──────── DATA FOR THE TASK ────────
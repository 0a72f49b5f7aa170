//! Per-workspace activation state.
//!
//! Activation state is kept in a side table keyed by workspace identity
//! (the `Arc` allocation), never by workspace id, so a workspace replaced
//! in the registry under the same id starts from a clean state.

use dashmap::DashMap;
use docsync_core::{Result, Workspace};
use futures::future::{BoxFuture, Shared};
use futures::task::ArcWake;
use std::sync::atomic::{AtomicBool, AtomicUsize, Ordering};
use std::sync::{Arc, Mutex, MutexGuard, PoisonError, Weak};
use std::task::Waker;

pub(crate) type SharedReadiness = Shared<BoxFuture<'static, Result<()>>>;

/// Callers polling for readiness without awaiting a handle of their own.
///
/// Each distinct waker is stored once; waking the set drains it.
#[derive(Default)]
pub(crate) struct ReadinessWaiters {
    wakers: Mutex<Vec<Waker>>,
}

impl ReadinessWaiters {
    pub(crate) fn register(&self, waker: &Waker) {
        let mut wakers = self.wakers.lock().unwrap_or_else(PoisonError::into_inner);
        if !wakers.iter().any(|w| w.will_wake(waker)) {
            wakers.push(waker.clone());
        }
    }

    #[cfg(test)]
    pub(crate) fn len(&self) -> usize {
        self.wakers
            .lock()
            .unwrap_or_else(PoisonError::into_inner)
            .len()
    }

    pub(crate) fn wake_all(&self) {
        let wakers =
            std::mem::take(&mut *self.wakers.lock().unwrap_or_else(PoisonError::into_inner));
        for waker in wakers {
            waker.wake();
        }
    }
}

impl ArcWake for ReadinessWaiters {
    fn wake_by_ref(arc_self: &Arc<Self>) {
        arc_self.wake_all();
    }
}

/// Mutable lifecycle state of a single workspace.
#[derive(Default)]
pub struct ActivationState {
    /// Set once every active provider reported ready
    active: AtomicBool,
    /// Serializes readiness attempts so active providers sync at most once
    activation_lock: tokio::sync::Mutex<()>,
    /// Memoized readiness computation shared by all requesters
    readiness: Mutex<Option<SharedReadiness>>,
    /// Set while a runtime task drives the readiness computation
    driving: AtomicBool,
    /// Readiness clone polled inline when no runtime is available
    parked: Mutex<Option<SharedReadiness>>,
    waiters: Arc<ReadinessWaiters>,
    passive_engaged: AtomicBool,
}

impl ActivationState {
    /// Returns true once the readiness wait has completed at least once.
    pub fn is_active(&self) -> bool {
        self.active.load(Ordering::Acquire)
    }

    /// Returns true while a passive-effect engagement is live.
    pub fn is_passive_engaged(&self) -> bool {
        self.passive_engaged.load(Ordering::Acquire)
    }

    pub(crate) fn mark_active(&self) {
        self.active.store(true, Ordering::Release);
    }

    pub(crate) async fn lock_activation(&self) -> tokio::sync::MutexGuard<'_, ()> {
        self.activation_lock.lock().await
    }

    pub(crate) fn readiness_slot(&self) -> MutexGuard<'_, Option<SharedReadiness>> {
        self.readiness.lock().unwrap_or_else(PoisonError::into_inner)
    }

    pub(crate) fn parked_readiness(&self) -> MutexGuard<'_, Option<SharedReadiness>> {
        self.parked.lock().unwrap_or_else(PoisonError::into_inner)
    }

    pub(crate) fn waiters(&self) -> &Arc<ReadinessWaiters> {
        &self.waiters
    }

    /// Claims the readiness driver. Returns false if one is already running.
    pub(crate) fn try_claim_driver(&self) -> bool {
        self.driving
            .compare_exchange(false, true, Ordering::SeqCst, Ordering::SeqCst)
            .is_ok()
    }

    pub(crate) fn release_driver(&self) {
        self.driving.store(false, Ordering::SeqCst);
    }

    /// Claims the passive engagement. Returns false if one is already live.
    pub(crate) fn try_engage_passive(&self) -> bool {
        self.passive_engaged
            .compare_exchange(false, true, Ordering::AcqRel, Ordering::Acquire)
            .is_ok()
    }

    pub(crate) fn release_passive(&self) {
        self.passive_engaged.store(false, Ordering::Release);
    }
}

impl std::fmt::Debug for ActivationState {
    fn fmt(&self, f: &mut std::fmt::Formatter<'_>) -> std::fmt::Result {
        f.debug_struct("ActivationState")
            .field("active", &self.is_active())
            .field("readiness_cached", &self.readiness_slot().is_some())
            .field("passive_engaged", &self.is_passive_engaged())
            .finish()
    }
}

struct ActivationEntry {
    // Pins the allocation, so the address key cannot be reused while the
    // entry exists.
    workspace: Weak<Workspace>,
    state: Arc<ActivationState>,
}

impl ActivationEntry {
    fn is_dead(&self) -> bool {
        self.workspace.strong_count() == 0
    }
}

/// Side table mapping live workspaces to their [`ActivationState`].
///
/// Entries hold only a weak reference to their workspace. Once the
/// workspace is dropped the entry is dead and is reclaimed by
/// [`ActivationTable::prune`]. Pruning also runs automatically once the
/// table reaches a watermark that starts at the prune threshold and is
/// raised to twice the surviving entry count after every prune.
///
/// # Examples
///
/// ```
/// use docsync_core::{Doc, Workspace};
/// use docsync_lifecycle::activation::ActivationTable;
/// use std::sync::Arc;
///
/// let table = ActivationTable::new(256);
/// let workspace = Arc::new(Workspace::new("w1", Doc::new("root")));
///
/// let state = table.state_for(&workspace);
/// assert!(Arc::ptr_eq(&state, &table.state_for(&workspace)));
///
/// drop(workspace);
/// assert_eq!(table.prune(), 1);
/// assert!(table.is_empty());
/// ```
pub struct ActivationTable {
    entries: DashMap<usize, ActivationEntry>,
    prune_threshold: usize,
    next_prune: AtomicUsize,
}

impl ActivationTable {
    pub fn new(prune_threshold: usize) -> Self {
        Self {
            entries: DashMap::new(),
            prune_threshold,
            next_prune: AtomicUsize::new(prune_threshold),
        }
    }

    /// Returns the state for `workspace`, creating it on first access.
    pub fn state_for(&self, workspace: &Arc<Workspace>) -> Arc<ActivationState> {
        if self.entries.len() >= self.next_prune.load(Ordering::Relaxed) {
            self.prune();
        }

        let entry = self
            .entries
            .entry(identity(workspace))
            .or_insert_with(|| {
                tracing::debug!("creating activation state for workspace {}", workspace.id());
                ActivationEntry {
                    workspace: Arc::downgrade(workspace),
                    state: Arc::new(ActivationState::default()),
                }
            });
        Arc::clone(&entry.state)
    }

    /// Returns the state for `workspace` without creating one.
    pub fn get(&self, workspace: &Arc<Workspace>) -> Option<Arc<ActivationState>> {
        self.entries
            .get(&identity(workspace))
            .map(|entry| Arc::clone(&entry.state))
    }

    /// Removes entries whose workspace has been dropped.
    ///
    /// Returns the number of entries removed.
    pub fn prune(&self) -> usize {
        let before = self.entries.len();
        self.entries.retain(|_, entry| !entry.is_dead());
        let live = self.entries.len();
        let removed = before.saturating_sub(live);
        self.next_prune.store(
            self.prune_threshold.max(live.saturating_mul(2)),
            Ordering::Relaxed,
        );
        if removed > 0 {
            tracing::debug!("pruned {} activation entries", removed);
        }
        removed
    }

    pub fn len(&self) -> usize {
        self.entries.len()
    }

    pub fn is_empty(&self) -> bool {
        self.entries.is_empty()
    }
}

fn identity(workspace: &Arc<Workspace>) -> usize {
    Arc::as_ptr(workspace).addr()
}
────────
* **EXERCISE INSTRUCTIONS**
Output each line of the records above exactly, beginning at the first, and stop once the line containing "use dashmap::DashMap;" has been output.

* **OUTPUT**
repository 0a72f49b5f7aa170
//! Per-workspace activation state.
//!
//! Activation state is kept in a side table keyed by workspace identity
//! (the `Arc` allocation), never by workspace id, so a workspace replaced
//! in the registry under the same id starts from a clean state.

use dashmap::DashMap;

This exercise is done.